So, my stash is well bundled now.  The ‘new’ yarns for projects continue in waiting and the scraps, which I prefer to call remnants, are bundled according to weight.  I can easily pull out the same-weight remnants and mix and match to my heart’s content.  This also helps me to get my creative juices flowing as somehow when I pair colors together, ideas come forth.  The project that this post is about has come into existence in exactly this manner.

When I purchase yarn for a project I always purchase at least one extra skein.  Many times I cut into that skein as my gauge rarely matches the gauge of the knitter who actually knitted the garment photographed in print.  If there is little yardage on a particular skein, I have been known to purchase more than one extra skein.  If the yarn is on sale, I have been known to buy out a particular color.  In doing this, that means there is typically extra yarn after a project has been knitted.  I LIKE that as then, without further yarn purchase, I can go and “play” with these remnants.

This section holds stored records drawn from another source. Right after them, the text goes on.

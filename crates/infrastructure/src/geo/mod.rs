mod static_database;

pub use static_database::StaticGeoDatabase;
mod check;
mod select;

pub use check::run_check;
pub use select::{run_select, SelectArgs};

I chose to dabble with the remnants of the bulky weights that are in my stash.  By holding colors together, these three surfaced as cohesive in my eye.  They remind me very much of colors of a sunrise or sunset that we, hubby and I often see and appreciate.  The yarn came from these three projects:

Cabled Poncho

Fair-isle collared jacket  (The collar was knitted from fingering weight remnants.)

Elephant Cardigan  Each of the project links will take you to the patterns.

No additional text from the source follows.